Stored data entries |
use std::sync::atomic::{AtomicUsize, Ordering};
use std::time::Duration;

use async_trait::async_trait;
use parking_lot::Mutex;
use tokio::time::Instant;

use executor::{RunError, RunOutput, SimulationRunner};

/// Runner that takes `delay` per job and records when and what it ran.
#[derive(Default)]
pub struct SlowRunner {
    pub delay: Duration,
    pub panic_on: Option<String>,
    pub runs: Mutex<Vec<(String, Instant)>>,
    pub active: AtomicUsize,
    pub max_active: AtomicUsize,
}

impl SlowRunner {
    pub fn new(delay: Duration) -> Self {
        Self {
            delay,
            ..Default::default()
        }
    }

    /// Character names of the profiles run so far, in run order.
    pub fn run_order(&self) -> Vec<String> {
        self.runs.lock().iter().map(|(name, _)| name.clone()).collect()
    }

    pub fn start_times(&self) -> Vec<Instant> {
        self.runs.lock().iter().map(|(_, at)| *at).collect()
    }
}

/// Extracts `<name>` from a `priest=<name>` profile line in the config.
pub fn character_name(config: &str) -> String {
    config
        .lines()
        .find_map(|l| l.strip_prefix("priest="))
        .unwrap_or_default()
        .to_string()
}

#[async_trait]
impl SimulationRunner for SlowRunner {
    async fn run(&self, config: &str, _enable_scaling: bool) -> Result<RunOutput, RunError> {
        let name = character_name(config);
        self.runs.lock().push((name.clone(), Instant::now()));

        let now_active = self.active.fetch_add(1, Ordering::SeqCst) + 1;
        self.max_active.fetch_max(now_active, Ordering::SeqCst);

        tokio::time::sleep(self.delay).await;
        self.active.fetch_sub(1, Ordering::SeqCst);

        if self.panic_on.as_deref() == Some(name.as_str()) {
            panic!("runner blew up on {name}");
        }

        Ok(RunOutput {
            report: format!("<html>{name}</html>"),
            log: None,
        })
    }
}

Exercise details | What you need to do is repeat every record above exactly.

Reply to the task |
use std::sync::atomic::{AtomicUsize, Ordering};
use std::time::Duration;

use async_trait::async_trait;
use parking_lot::Mutex;
use tokio::time::Instant;

use executor::{RunError, RunOutput, SimulationRunner};

/// Runner that takes `delay` per job and records when and what it ran.
#[derive(Default)]
pub struct SlowRunner {
    pub delay: Duration,
    pub panic_on: Option<String>,
    pub runs: Mutex<Vec<(String, Instant)>>,
    pub active: AtomicUsize,
    pub max_active: AtomicUsize,
}

impl SlowRunner {
    pub fn new(delay: Duration) -> Self {
        Self {
            delay,
            ..Default::default()
        }
    }

    /// Character names of the profiles run so far, in run order.
    pub fn run_order(&self) -> Vec<String> {
        self.runs.lock().iter().map(|(name, _)| name.clone()).collect()
    }

    pub fn start_times(&self) -> Vec<Instant> {
        self.runs.lock().iter().map(|(_, at)| *at).collect()
    }
}

/// Extracts `<name>` from a `priest=<name>` profile line in the config.
pub fn character_name(config: &str) -> String {
    config
        .lines()
        .find_map(|l| l.strip_prefix("priest="))
        .unwrap_or_default()
        .to_string()
}

#[async_trait]
impl SimulationRunner for SlowRunner {
    async fn run(&self, config: &str, _enable_scaling: bool) -> Result<RunOutput, RunError> {
        let name = character_name(config);
        self.runs.lock().push((name.clone(), Instant::now()));

        let now_active = self.active.fetch_add(1, Ordering::SeqCst) + 1;
        self.max_active.fetch_max(now_active, Ordering::SeqCst);

        tokio::time::sleep(self.delay).await;
        self.active.fetch_sub(1, Ordering::SeqCst);

        if self.panic_on.as_deref() == Some(name.as_str()) {
            panic!("runner blew up on {name}");
        }

        Ok(RunOutput {
            report: format!("<html>{name}</html>"),
            log: None,
        })
    }
}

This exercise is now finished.